#### What this task involves
From the entries that follow, copy each line containing the word "None".
Start of Information given
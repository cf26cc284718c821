//! Auth passthrough routes and the OAuth callback.
//!
//! Every route forwards to `<API_ENDPOINT>/api/auth/*` with the caller's
//! bearer token and relays the reply. Any failure on the way becomes a 500
//! whose body is the fixed JSON string [`GENERIC_FAILURE`].

use actix_web::http::StatusCode;
use actix_web::http::header::{LOCATION, SET_COOKIE};
use actix_web::{HttpRequest, HttpResponse, HttpResponseBuilder, get, post, web};
use serde::{Deserialize, Serialize};
use utoipa::{IntoParams, ToSchema};

use crate::auth::{SessionKeys, bearer_token};
use crate::error::GENERIC_FAILURE;
use crate::state::AppState;
use crate::upstream::{UpstreamError, UpstreamReply, UpstreamRequest};

#[derive(Debug, Serialize, Deserialize, ToSchema)]
pub struct LoginPayload {
    pub email: String,
    pub password: String,
}

#[derive(Debug, Serialize, Deserialize, ToSchema)]
pub struct RegisterPayload {
    pub email: String,
    pub name: String,
    pub password: String,
}

#[derive(Debug, Serialize, Deserialize, ToSchema)]
pub struct ForgotPasswordPayload {
    pub email: String,
}

#[derive(Debug, Serialize, Deserialize, ToSchema)]
pub struct ResetPasswordPayload {
    pub password: String,
}

#[derive(Debug, Deserialize, IntoParams)]
pub struct TokenQuery {
    /// One-time token from the e-mail link. Falls back to the bearer token.
    pub token: Option<String>,
}

#[derive(Debug, Deserialize, IntoParams)]
pub struct CallbackQuery {
    pub token: Option<String>,
    pub error: Option<String>,
    pub source: Option<String>,
    pub provider: Option<String>,
}

fn failure(err: &UpstreamError) -> HttpResponse {
    tracing::error!("Internal Server Error: {err}");
    HttpResponse::InternalServerError().json(GENERIC_FAILURE)
}

/// Response builder carrying the upstream status and cookies.
fn relay(reply: &UpstreamReply) -> HttpResponseBuilder {
    let status = StatusCode::from_u16(reply.status).unwrap_or(StatusCode::BAD_GATEWAY);
    let mut builder = HttpResponse::build(status);
    for cookie in &reply.set_cookies {
        builder.append_header((SET_COOKIE, cookie.as_str()));
    }
    builder
}

async fn forward(
    state: &AppState,
    request: UpstreamRequest,
) -> HttpResponse {
    match state.upstream.send_json(request).await {
        Ok(reply) => relay(&reply).json(&reply.body),
        Err(e) => failure(&e),
    }
}

fn token_or_bearer(
    query: TokenQuery,
    req: &HttpRequest,
) -> Option<String> {
    query.token.filter(|t| !t.is_empty()).or_else(|| bearer_token(req))
}

#[utoipa::path(
    post,
    path = "/api/auth/login",
    request_body = LoginPayload,
    responses(
        (status = 200, description = "Upstream reply; sets the auth_token cookie when it carries data.token"),
        (status = 500, description = "Upstream unreachable", body = String)
    ),
    tag = "auth"
)]
#[post("/api/auth/login")]
pub async fn login(
    req: HttpRequest,
    state: web::Data<AppState>,
    keys: web::Data<SessionKeys>,
    body: web::Json<LoginPayload>,
) -> HttpResponse {
    let request = match UpstreamRequest::post("/auth/login").json(&body.into_inner()) {
        Ok(request) => request.bearer(bearer_token(&req).as_deref()),
        Err(e) => return failure(&e),
    };

    let reply = match state.upstream.send_json(request).await {
        Ok(reply) => reply,
        Err(e) => return failure(&e),
    };

    let mut response = relay(&reply);
    if let Some(token) = reply.body.pointer("/data/token").and_then(|t| t.as_str()) {
        tracing::info!("Login succeeded, issuing session cookie");
        response.cookie(keys.login_cookie(token));
    }
    response.json(&reply.body)
}

#[utoipa::path(
    post,
    path = "/api/auth/register",
    request_body = RegisterPayload,
    responses(
        (status = 200, description = "Upstream reply"),
        (status = 500, description = "Upstream unreachable", body = String)
    ),
    tag = "auth"
)]
#[post("/api/auth/register")]
pub async fn register(
    req: HttpRequest,
    state: web::Data<AppState>,
    body: web::Json<RegisterPayload>,
) -> HttpResponse {
    match UpstreamRequest::post("/auth/register").json(&body.into_inner()) {
        Ok(request) => forward(&state, request.bearer(bearer_token(&req).as_deref())).await,
        Err(e) => failure(&e),
    }
}

#[utoipa::path(
    post,
    path = "/api/auth/forgot-password",
    request_body = ForgotPasswordPayload,
    responses(
        (status = 200, description = "Upstream reply"),
        (status = 500, description = "Upstream unreachable", body = String)
    ),
    tag = "auth"
)]
#[post("/api/auth/forgot-password")]
pub async fn forgot_password(
    req: HttpRequest,
    state: web::Data<AppState>,
    body: web::Json<ForgotPasswordPayload>,
) -> HttpResponse {
    match UpstreamRequest::post("/auth/forgot-password").json(&body.into_inner()) {
        Ok(request) => forward(&state, request.bearer(bearer_token(&req).as_deref())).await,
        Err(e) => failure(&e),
    }
}

#[utoipa::path(
    post,
    path = "/api/auth/reset-password",
    params(TokenQuery),
    request_body = ResetPasswordPayload,
    responses(
        (status = 200, description = "Upstream reply"),
        (status = 500, description = "Upstream unreachable", body = String)
    ),
    tag = "auth"
)]
#[post("/api/auth/reset-password")]
pub async fn reset_password(
    req: HttpRequest,
    state: web::Data<AppState>,
    query: web::Query<TokenQuery>,
    body: web::Json<ResetPasswordPayload>,
) -> HttpResponse {
    let mut request = match UpstreamRequest::post("/auth/reset-password").json(&body.into_inner()) {
        Ok(request) => request.bearer(bearer_token(&req).as_deref()),
        Err(e) => return failure(&e),
    };
    if let Some(token) = token_or_bearer(query.into_inner(), &req) {
        request = request.query("token", token);
    }
    forward(&state, request).await
}

#[utoipa::path(
    get,
    path = "/api/auth/verify-email",
    params(TokenQuery),
    responses(
        (status = 200, description = "Upstream reply"),
        (status = 500, description = "Upstream unreachable", body = String)
    ),
    tag = "auth"
)]
#[get("/api/auth/verify-email")]
pub async fn verify_email(
    req: HttpRequest,
    state: web::Data<AppState>,
    query: web::Query<TokenQuery>,
) -> HttpResponse {
    let mut request = UpstreamRequest::get("/auth/verify-email").bearer(bearer_token(&req).as_deref());
    if let Some(token) = token_or_bearer(query.into_inner(), &req) {
        request = request.query("token", token);
    }
    forward(&state, request).await
}

#[utoipa::path(
    get,
    path = "/api/auth/logout",
    responses(
        (status = 200, description = "Upstream reply; clears the auth_token cookie"),
        (status = 500, description = "Upstream unreachable", body = String)
    ),
    tag = "auth"
)]
#[get("/api/auth/logout")]
pub async fn logout(
    req: HttpRequest,
    state: web::Data<AppState>,
    keys: web::Data<SessionKeys>,
) -> HttpResponse {
    let request = UpstreamRequest::get("/auth/logout").bearer(bearer_token(&req).as_deref());

    let mut response = forward(&state, request).await;
    // The local session ends even when the upstream call fails.
    if let Err(e) = response.add_cookie(&keys.logout_cookie()) {
        tracing::warn!("Could not clear session cookie: {e}");
    }
    response
}

fn redirect_to(
    req: &HttpRequest,
    path: &str,
    params: &[(&str, &str)],
) -> HttpResponseBuilder {
    let mut url = req.full_url();
    url.set_path(path);
    url.set_query(None);
    if !params.is_empty() {
        url.query_pairs_mut().extend_pairs(params);
    }

    let mut builder = HttpResponse::Found();
    builder.insert_header((LOCATION, url.as_str()));
    builder
}

#[utoipa::path(
    get,
    path = "/auth",
    params(CallbackQuery),
    responses(
        (status = 302, description = "Redirect to /auth/success or /auth/error")
    ),
    tag = "auth"
)]
#[get("/auth")]
pub async fn oauth_callback(
    req: HttpRequest,
    keys: web::Data<SessionKeys>,
    query: web::Query<CallbackQuery>,
) -> HttpResponse {
    let CallbackQuery {
        token,
        error,
        source,
        provider,
    } = query.into_inner();
    let source = source.unwrap_or_else(|| "unknown".to_string());

    match (token.filter(|t| !t.is_empty()), error.filter(|e| !e.is_empty())) {
        (Some(token), None) => {
            let params: Vec<(&str, &str)> = provider.as_deref().map(|p| ("provider", p)).into_iter().collect();
            redirect_to(&req, "/auth/success", &params)
                .cookie(keys.login_cookie(&token))
                .finish()
        }
        (_, error) => {
            tracing::warn!("Auth callback from {source} failed: {}", error.as_deref().unwrap_or("missing token"));
            let mut params = vec![("source", source.as_str())];
            if let Some(message) = error.as_deref() {
                params.push(("message", message));
            }
            redirect_to(&req, "/auth/error", &params).finish()
        }
    }
}

#[cfg(test)]
mod tests {
    use super::*;
    use crate::config::Config;
    use crate::upstream::UpstreamClient;
    use actix_web::test::{TestRequest, call_service, init_service, read_body_json};
    use actix_web::App;

    const SECRET: &str = "0123456789abcdef0123456789abcdef";

    fn unreachable_state() -> web::Data<AppState> {
        // Port 9 (discard) is closed on test machines; connections are refused.
        let upstream = UpstreamClient::new(reqwest::Client::new(), "http://127.0.0.1:9/api");
        web::Data::new(AppState::with_chain(Config::default(), upstream, None))
    }

    fn keys() -> web::Data<SessionKeys> {
        web::Data::new(SessionKeys::from_secret(Some(SECRET), false).unwrap())
    }

    #[actix_web::test]
    async fn test_callback_success_sets_cookie_and_redirects() {
        let keys = keys();
        let app = init_service(App::new().app_data(keys.clone()).service(oauth_callback)).await;

        let res = call_service(
            &app,
            TestRequest::get().uri("/auth?token=tok-1&provider=google").to_request(),
        )
        .await;

        assert_eq!(res.status(), StatusCode::FOUND);
        let location = res.headers().get(LOCATION).unwrap().to_str().unwrap();
        assert!(location.ends_with("/auth/success?provider=google"), "{location}");
        let cookie = res.response().cookies().find(|c| c.name() == "auth_token").unwrap();
        assert!(!cookie.value().is_empty());
    }

    #[actix_web::test]
    async fn test_callback_error_redirects_with_message() {
        let app = init_service(App::new().app_data(keys()).service(oauth_callback)).await;

        let res = call_service(
            &app,
            TestRequest::get()
                .uri("/auth?error=access_denied&source=github")
                .to_request(),
        )
        .await;

        assert_eq!(res.status(), StatusCode::FOUND);
        let location = res.headers().get(LOCATION).unwrap().to_str().unwrap();
        assert!(location.ends_with("/auth/error?source=github&message=access_denied"), "{location}");
        assert_eq!(res.response().cookies().count(), 0);
    }

    #[actix_web::test]
    async fn test_callback_without_token_defaults_source() {
        let app = init_service(App::new().app_data(keys()).service(oauth_callback)).await;

        let res = call_service(&app, TestRequest::get().uri("/auth").to_request()).await;
        let location = res.headers().get(LOCATION).unwrap().to_str().unwrap();
        assert!(location.ends_with("/auth/error?source=unknown"), "{location}");
    }

    #[actix_web::test]
    async fn test_unreachable_upstream_returns_generic_failure() {
        let app = init_service(
            App::new()
                .app_data(unreachable_state())
                .app_data(keys())
                .service(register),
        )
        .await;

        let res = call_service(
            &app,
            TestRequest::post()
                .uri("/api/auth/register")
                .set_json(serde_json::json!({ "email": "a@b.c", "name": "A", "password": "pw" }))
                .to_request(),
        )
        .await;

        assert_eq!(res.status(), StatusCode::INTERNAL_SERVER_ERROR);
        let body: String = read_body_json(res).await;
        assert_eq!(body, GENERIC_FAILURE);
    }

    #[actix_web::test]
    async fn test_logout_clears_cookie_even_on_failure() {
        let app = init_service(
            App::new()
                .app_data(unreachable_state())
                .app_data(keys())
                .service(logout),
        )
        .await;

        let res = call_service(&app, TestRequest::get().uri("/api/auth/logout").to_request()).await;
        assert_eq!(res.status(), StatusCode::INTERNAL_SERVER_ERROR);
        let cookie = res.response().cookies().find(|c| c.name() == "auth_token").unwrap();
        assert_eq!(cookie.value(), "");
    }
}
End of Information given
#### Your solution
    url.set_query(None);
        (Some(token), None) => {
        web::Data::new(AppState::with_chain(Config::default(), upstream, None))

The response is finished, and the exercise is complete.